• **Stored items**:
———
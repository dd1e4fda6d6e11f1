//! The built-in workflow tables.
//!
//! The four single stage workflows share most of their shape and are generated
//! from one builder keyed by phase-name prefix. The concept and proposal
//! workflow is written out on its own.

mod double;
mod single;

use grantflow_config::{DetailedAction, Role, WorkflowDef};

pub use single::SingleStageVariant;

/// Definitions of every built-in workflow, in registration order.
pub fn builtin_definitions() -> Vec<WorkflowDef> {
  vec![
    SingleStageVariant::Plain.definition(),
    SingleStageVariant::External.definition(),
    SingleStageVariant::Community.definition(),
    SingleStageVariant::SameTime.definition(),
    double::definition(),
  ]
}

const SUBMIT: &str = "Submit";
const CREATE_REVISION: &str = "create_revision";

/// Applicant submits the first version of the application.
fn initial_submit() -> DetailedAction {
  DetailedAction {
    display: SUBMIT.to_string(),
    permissions: Some(vec![Role::Applicant]),
    method: Some(CREATE_REVISION.to_string()),
    ..Default::default()
  }
}

/// Anyone working on the submission sends back the requested information.
fn resubmit() -> DetailedAction {
  DetailedAction {
    display: SUBMIT.to_string(),
    permissions: Some(vec![Role::Applicant, Role::Staff, Role::Lead, Role::Admin]),
    method: Some(CREATE_REVISION.to_string()),
    ..Default::default()
  }
}
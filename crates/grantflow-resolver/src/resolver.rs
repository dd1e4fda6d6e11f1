use grantflow_config::{PhaseDef, Settings, WorkflowDef};
use grantflow_workflow::{NewPhase, PermissionSet, Phase, Stage, Workflow};
use tracing::debug;

use crate::error::ResolveError;

/// Placeholder replaced with the organisation's short name in phase names.
pub const ORG_SHORT_NAME_PLACEHOLDER: &str = "{org_short_name}";

/// Resolver transforms a WorkflowDef into a Workflow.
pub trait Resolver {
  /// Resolve a workflow definition.
  ///
  /// This process:
  /// 1. Validates the step structure (no empty steps)
  /// 2. Builds every phase, assigning its step from the step position
  /// 3. Validates that every transition targets a phase of the same workflow
  fn resolve(&self, def: &WorkflowDef) -> Result<Workflow, ResolveError>;
}

/// Standard resolver that fills in organisation specific names.
#[derive(Debug, Clone)]
pub struct StandardResolver {
  org_short_name: String,
}

impl StandardResolver {
  pub fn new(settings: &Settings) -> Self {
    Self {
      org_short_name: settings.org_short_name.clone(),
    }
  }

  fn substitute(&self, text: &str) -> String {
    text.replace(ORG_SHORT_NAME_PLACEHOLDER, &self.org_short_name)
  }

  /// Resolve a single phase definition.
  fn resolve_phase(&self, def: &PhaseDef, step: usize) -> Result<Phase, ResolveError> {
    let phase = Phase::new(NewPhase {
      name: def.name.clone(),
      display: self.substitute(&def.display),
      stage: Stage::from(&def.stage),
      permissions: PermissionSet::from_def(&def.permissions),
      step,
      public: def.public.as_deref().map(|name| self.substitute(name)),
      future: def.future.as_deref().map(|name| self.substitute(name)),
      transitions: def.transitions.clone(),
      outcome: def.outcome,
    })?;
    Ok(phase)
  }

  /// Validate that all transitions reference existing phases.
  fn validate_targets(&self, workflow: &Workflow) -> Result<(), ResolveError> {
    for phase in workflow.phases() {
      for transition in phase.transitions() {
        if !workflow.contains(&transition.target) {
          return Err(ResolveError::UnknownTransitionTarget {
            workflow: workflow.admin_name().to_string(),
            phase: phase.name().to_string(),
            target: transition.target.clone(),
          });
        }
      }
    }
    Ok(())
  }
}

impl Default for StandardResolver {
  fn default() -> Self {
    Self::new(&Settings::default())
  }
}

impl Resolver for StandardResolver {
  fn resolve(&self, def: &WorkflowDef) -> Result<Workflow, ResolveError> {
    if def.steps.is_empty() {
      return Err(ResolveError::EmptyWorkflow {
        workflow: def.admin_name.clone(),
      });
    }

    let mut phases = Vec::new();
    for (step, step_def) in def.steps.iter().enumerate() {
      if step_def.phases.is_empty() {
        return Err(ResolveError::EmptyStep {
          workflow: def.admin_name.clone(),
          step,
        });
      }
      for phase_def in &step_def.phases {
        phases.push(self.resolve_phase(phase_def, step)?);
      }
    }

    let workflow = Workflow::new(&def.name, &def.admin_name, phases)?;
    self.validate_targets(&workflow)?;

    debug!(
      workflow = %workflow.admin_name(),
      phases = workflow.len(),
      "workflow resolved"
    );

    Ok(workflow)
  }
}

#[cfg(test)]
mod tests {
  use super::*;
  use grantflow_config::{PermissionPreset, PhaseOutcome, StageDef, StepDef};
  use grantflow_workflow::ConfigurationError;

  fn request() -> StageDef {
    StageDef {
      name: "Request".to_string(),
      has_external_review: false,
    }
  }

  fn make_phase(name: &str) -> PhaseDef {
    PhaseDef::new(name, "Screening", request(), PermissionPreset::Default)
  }

  fn make_workflow(steps: Vec<StepDef>) -> WorkflowDef {
    WorkflowDef {
      name: "Test".to_string(),
      admin_name: "test".to_string(),
      steps,
    }
  }

  #[test]
  fn test_resolve_simple_workflow() {
    let def = make_workflow(vec![
      make_phase("in_discussion")
        .public("Application Received")
        .to("more_info", "Request More Information")
        .to("rejected", "Dismiss")
        .into(),
      StepDef::new(vec![make_phase("more_info"), make_phase("rejected")]),
    ]);

    let workflow = StandardResolver::default().resolve(&def).unwrap();

    assert_eq!(workflow.admin_name(), "test");
    assert_eq!(workflow.len(), 3);
    assert_eq!(workflow.phase("in_discussion").unwrap().step(), 0);
    assert_eq!(workflow.phase("more_info").unwrap().step(), 1);
    assert_eq!(workflow.phase("rejected").unwrap().step(), 1);
    assert_eq!(
      workflow.phase("in_discussion").unwrap().public_name(),
      "Application Received"
    );
  }

  #[test]
  fn test_resolve_unknown_target() {
    let def = make_workflow(vec![
      make_phase("in_discussion")
        .to("internal_reveiw", "Open Review")
        .into(),
    ]);

    let err = StandardResolver::default().resolve(&def).unwrap_err();
    assert_eq!(
      err,
      ResolveError::UnknownTransitionTarget {
        workflow: "test".to_string(),
        phase: "in_discussion".to_string(),
        target: "internal_reveiw".to_string(),
      }
    );
  }

  #[test]
  fn test_resolve_duplicate_phase() {
    let def = make_workflow(vec![
      make_phase("in_discussion").into(),
      make_phase("in_discussion").into(),
    ]);

    let err = StandardResolver::default().resolve(&def).unwrap_err();
    assert!(matches!(
      err,
      ResolveError::Configuration(ConfigurationError::DuplicatePhase { .. })
    ));
  }

  #[test]
  fn test_resolve_public_and_future() {
    let def = make_workflow(vec![
      make_phase("accepted")
        .public("Accepted")
        .future("Application Outcome")
        .into(),
    ]);

    let err = StandardResolver::default().resolve(&def).unwrap_err();
    assert_eq!(
      err,
      ResolveError::Configuration(ConfigurationError::PublicAndFutureNames {
        phase: "accepted".to_string()
      })
    );
  }

  #[test]
  fn test_resolve_empty_workflow_and_step() {
    let resolver = StandardResolver::default();

    assert!(matches!(
      resolver.resolve(&make_workflow(vec![])),
      Err(ResolveError::EmptyWorkflow { .. })
    ));
    assert!(matches!(
      resolver.resolve(&make_workflow(vec![make_phase("a").into(), StepDef::default()])),
      Err(ResolveError::EmptyStep { step: 1, .. })
    ));
  }

  #[test]
  fn test_org_short_name_is_substituted() {
    let settings = Settings {
      org_short_name: "ACME".to_string(),
      ..Default::default()
    };
    let def = make_workflow(vec![
      PhaseDef::new("internal_review", "Internal Review", request(), PermissionPreset::Default)
        .public("{org_short_name} Review")
        .into(),
    ]);

    let workflow = StandardResolver::new(&settings).resolve(&def).unwrap();
    assert_eq!(
      workflow.phase("internal_review").unwrap().public_name(),
      "ACME Review"
    );
  }

  #[test]
  fn test_declared_outcome_is_kept() {
    let def = make_workflow(vec![
      make_phase("approved").outcome(PhaseOutcome::Accepted).into(),
    ]);

    let workflow = StandardResolver::default().resolve(&def).unwrap();
    assert_eq!(
      workflow.phase("approved").unwrap().declared_outcome(),
      Some(PhaseOutcome::Accepted)
    );
  }

  #[test]
  fn test_resolve_from_json() {
    let input = r#"{
      "name": "Test",
      "admin_name": "test",
      "steps": [
        [{
          "name": "draft",
          "display": "Draft",
          "stage": { "name": "Request" },
          "permissions": "applicant_edit",
          "transitions": [{
            "target": "in_discussion",
            "action": { "display": "Submit", "permissions": ["applicant"] }
          }]
        }],
        [{
          "name": "in_discussion",
          "display": "Screening",
          "stage": { "name": "Request" },
          "permissions": "default"
        }]
      ]
    }"#;
    let def: WorkflowDef = serde_json::from_str(input).unwrap();

    let workflow = StandardResolver::default().resolve(&def).unwrap();
    let submit = workflow
      .phase("draft")
      .unwrap()
      .transition("in_discussion")
      .unwrap();

    assert_eq!(submit.display, "Submit");
    assert!(submit.permissions.contains(grantflow_config::Role::Applicant));
    assert!(!submit.permissions.contains(grantflow_config::Role::Staff));
  }
}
———
• **Work item**:
Where a line of the data above includes the string "phases", pull it out.

• **Written solution**:
  /// Validate that all transitions reference existing phases.
    for phase in workflow.phases() {
    let mut phases = Vec::new();
      if step_def.phases.is_empty() {
      for phase_def in &step_def.phases {
        phases.push(self.resolve_phase(phase_def, step)?);
    let workflow = Workflow::new(&def.name, &def.admin_name, phases)?;
      phases = workflow.len(),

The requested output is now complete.